_What to work on_.
Look for "arguments" in the records and copy every line that has it.

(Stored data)
[Start of Attachment]

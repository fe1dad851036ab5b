//! Purpose: Error modeling for session, engine, and tool operations.
//! Exports: `Error`, `ErrorKind`, `to_exit_code`.
//! Role: Single error type shared by the core, the engine boundary, and the CLI.
//! Invariants: `NotFound`, `Precondition`, and `Engine` stay distinct kinds so the
//! Invariants: tool layer can translate each into its structured failure shape.

use std::error::Error as StdError;
use std::fmt;
use std::path::PathBuf;

#[derive(Clone, Copy, Debug, Eq, PartialEq)]
pub enum ErrorKind {
    Internal,
    Usage,
    NotFound,
    Precondition,
    Engine,
    Io,
}

#[derive(Debug)]
pub struct Error {
    kind: ErrorKind,
    message: Option<String>,
    path: Option<PathBuf>,
    session: Option<String>,
    hint: Option<String>,
    source: Option<Box<dyn StdError + Send + Sync>>,
}

impl Error {
    pub fn new(kind: ErrorKind) -> Self {
        Self {
            kind,
            message: None,
            path: None,
            session: None,
            hint: None,
            source: None,
        }
    }

    pub fn kind(&self) -> ErrorKind {
        self.kind
    }

    pub fn with_message(mut self, message: impl Into<String>) -> Self {
        self.message = Some(message.into());
        self
    }

    pub fn with_path(mut self, path: impl Into<PathBuf>) -> Self {
        self.path = Some(path.into());
        self
    }

    pub fn with_session(mut self, session_id: impl Into<String>) -> Self {
        self.session = Some(session_id.into());
        self
    }

    pub fn with_hint(mut self, hint: impl Into<String>) -> Self {
        self.hint = Some(hint.into());
        self
    }

    pub fn with_source(mut self, source: impl StdError + Send + Sync + 'static) -> Self {
        self.source = Some(Box::new(source));
        self
    }

    pub fn hint(&self) -> Option<&str> {
        self.hint.as_deref()
    }

    /// Message as surfaced to a tool caller, without the kind prefix.
    pub fn caller_message(&self) -> String {
        let mut text = self
            .message
            .clone()
            .unwrap_or_else(|| format!("{:?}", self.kind));
        if let Some(session) = &self.session {
            text.push_str(&format!(": {session}"));
        }
        if let Some(path) = &self.path {
            text.push_str(&format!(" (path: {})", path.display()));
        }
        text
    }
}

impl fmt::Display for Error {
    fn fmt(&self, f: &mut fmt::Formatter<'_>) -> fmt::Result {
        write!(f, "{:?}", self.kind)?;
        if let Some(message) = &self.message {
            write!(f, ": {message}")?;
        }
        if let Some(session) = &self.session {
            write!(f, " (session: {session})")?;
        }
        if let Some(path) = &self.path {
            write!(f, " (path: {})", path.display())?;
        }
        Ok(())
    }
}

impl StdError for Error {
    fn source(&self) -> Option<&(dyn StdError + 'static)> {
        self.source
            .as_ref()
            .map(|source| source.as_ref() as &(dyn StdError + 'static))
    }
}

pub fn to_exit_code(kind: ErrorKind) -> i32 {
    match kind {
        ErrorKind::Internal => 1,
        ErrorKind::Usage => 2,
        ErrorKind::NotFound => 3,
        ErrorKind::Precondition => 4,
        ErrorKind::Engine => 5,
        ErrorKind::Io => 6,
    }
}

#[cfg(test)]
mod tests {
    use super::{Error, ErrorKind, to_exit_code};

    #[test]
    fn exit_code_mapping_is_stable() {
        let cases = [
            (ErrorKind::Internal, 1),
            (ErrorKind::Usage, 2),
            (ErrorKind::NotFound, 3),
            (ErrorKind::Precondition, 4),
            (ErrorKind::Engine, 5),
            (ErrorKind::Io, 6),
        ];

        for (kind, code) in cases {
            assert_eq!(to_exit_code(kind), code);
        }
    }

    #[test]
    fn caller_message_appends_session_without_kind() {
        let err = Error::new(ErrorKind::NotFound)
            .with_message("Session not found")
            .with_session("abc123");
        assert_eq!(err.caller_message(), "Session not found: abc123");
        assert_eq!(
            format!("{err}"),
            "NotFound: Session not found (session: abc123)"
        );
    }
}
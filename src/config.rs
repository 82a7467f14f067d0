//! Configuration module for caret-echo.
//!
//! Supports both command-line arguments and TOML configuration file.
//! CLI arguments take precedence over config file values.

use clap::Parser;
use serde::Deserialize;
use std::net::SocketAddr;
use std::path::PathBuf;
use std::time::Duration;

/// Command-line arguments for the echo server
#[derive(Parser, Debug, Default)]
#[command(name = "caret-echo")]
#[command(author = "caret-echo authors")]
#[command(version = "0.1.0")]
#[command(about = "A marker-framed TCP echo server", long_about = None)]
pub struct CliArgs {
    /// Path to TOML configuration file
    #[arg(short, long)]
    pub config: Option<PathBuf>,

    /// Address to bind to (e.g., 0.0.0.0:9090)
    #[arg(short = 'l', long)]
    pub listen: Option<String>,

    /// Port to listen on, overriding the port in --listen
    #[arg(short = 'p', long)]
    pub port: Option<u16>,

    /// Number of worker threads, at least 1 (defaults to number of CPU cores)
    #[arg(short = 'w', long)]
    pub workers: Option<usize>,

    /// Seconds to wait for open connections on shutdown (unset = wait forever)
    #[arg(long = "drain-timeout")]
    pub drain_timeout_secs: Option<u64>,

    /// Log level (trace, debug, info, warn, error) [default: info]
    #[arg(long)]
    pub log_level: Option<String>,
}

/// TOML configuration file structure
#[derive(Debug, Deserialize, Default)]
pub struct TomlConfig {
    #[serde(default)]
    pub server: ServerConfig,
    #[serde(default)]
    pub logging: LoggingConfig,
}

/// Server-related configuration
#[derive(Debug, Deserialize)]
pub struct ServerConfig {
    /// Address to bind to
    #[serde(default = "default_listen")]
    pub listen: String,
    /// Port override for `listen`
    pub port: Option<u16>,
    /// Listen backlog
    #[serde(default = "default_backlog")]
    pub backlog: u32,
    /// Number of worker threads
    pub workers: Option<usize>,
    /// Upper bound on the shutdown drain, in seconds
    pub drain_timeout_secs: Option<u64>,
}

impl Default for ServerConfig {
    fn default() -> Self {
        Self {
            listen: default_listen(),
            port: None,
            backlog: default_backlog(),
            workers: None,
            drain_timeout_secs: None,
        }
    }
}

/// Logging configuration
#[derive(Debug, Deserialize, Default)]
pub struct LoggingConfig {
    /// Log level
    pub level: Option<String>,
}

fn default_listen() -> String {
    "0.0.0.0:9090".to_string()
}

fn default_backlog() -> u32 {
    1024
}

fn default_log_level() -> String {
    "info".to_string()
}

/// Final resolved configuration
#[derive(Debug, Clone)]
pub struct Config {
    pub listen: SocketAddr,
    pub backlog: u32,
    pub workers: Option<usize>,
    pub drain_timeout: Option<Duration>,
    pub log_level: String,
}

impl Config {
    /// Load configuration from CLI args and optional TOML file.
    pub fn load() -> Result<Self, ConfigError> {
        let cli = CliArgs::parse();

        let toml_config = if let Some(ref config_path) = cli.config {
            let contents = std::fs::read_to_string(config_path)
                .map_err(|e| ConfigError::FileRead(config_path.clone(), e))?;
            toml::from_str(&contents)
                .map_err(|e| ConfigError::TomlParse(config_path.clone(), e))?
        } else {
            TomlConfig::default()
        };

        Self::merge(cli, toml_config)
    }

    /// Merge CLI args over TOML values (CLI takes precedence).
    pub fn merge(cli: CliArgs, toml_config: TomlConfig) -> Result<Self, ConfigError> {
        let server = toml_config.server;

        // The file's port only refines the file's address; --listen replaces both.
        let mut listen = match cli.listen {
            Some(addr) => parse_listen(addr)?,
            None => {
                let mut addr = parse_listen(server.listen)?;
                if let Some(port) = server.port {
                    addr.set_port(port);
                }
                addr
            }
        };
        if let Some(port) = cli.port {
            listen.set_port(port);
        }

        let workers = cli.workers.or(server.workers);
        if workers == Some(0) {
            return Err(ConfigError::InvalidWorkers);
        }

        Ok(Config {
            listen,
            backlog: server.backlog,
            workers,
            drain_timeout: cli
                .drain_timeout_secs
                .or(server.drain_timeout_secs)
                .map(Duration::from_secs),
            log_level: cli
                .log_level
                .or(toml_config.logging.level)
                .unwrap_or_else(default_log_level),
        })
    }

    /// Resolved worker thread count.
    pub fn worker_threads(&self) -> usize {
        self.workers.unwrap_or_else(num_cpus)
    }
}

fn parse_listen(addr: String) -> Result<SocketAddr, ConfigError> {
    addr.parse().map_err(|_| ConfigError::InvalidListen(addr))
}

fn num_cpus() -> usize {
    std::thread::available_parallelism()
        .map(|n| n.get())
        .unwrap_or(1)
}

/// Configuration loading errors
#[derive(Debug)]
pub enum ConfigError {
    FileRead(PathBuf, std::io::Error),
    TomlParse(PathBuf, toml::de::Error),
    InvalidListen(String),
    InvalidWorkers,
}

impl std::fmt::Display for ConfigError {
    fn fmt(&self, f: &mut std::fmt::Formatter<'_>) -> std::fmt::Result {
        match self {
            ConfigError::FileRead(path, e) => {
                write!(f, "Failed to read config file '{}': {}", path.display(), e)
            }
            ConfigError::TomlParse(path, e) => {
                write!(f, "Failed to parse config file '{}': {}", path.display(), e)
            }
            ConfigError::InvalidListen(addr) => {
                write!(f, "Invalid listen address '{addr}'")
            }
            ConfigError::InvalidWorkers => {
                write!(f, "Worker thread count must be at least 1")
            }
        }
    }
}

impl std::error::Error for ConfigError {}

#[cfg(test)]
impl Config {
    /// Loopback config on an ephemeral port.
    pub fn for_tests() -> Self {
        Config {
            listen: "127.0.0.1:0".parse().unwrap(),
            backlog: 128,
            workers: Some(2),
            drain_timeout: None,
            log_level: "debug".to_string(),
        }
    }
}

[End of Attachment]

_Solution_.
//! Supports both command-line arguments and TOML configuration file.
//! CLI arguments take precedence over config file values.
/// Command-line arguments for the echo server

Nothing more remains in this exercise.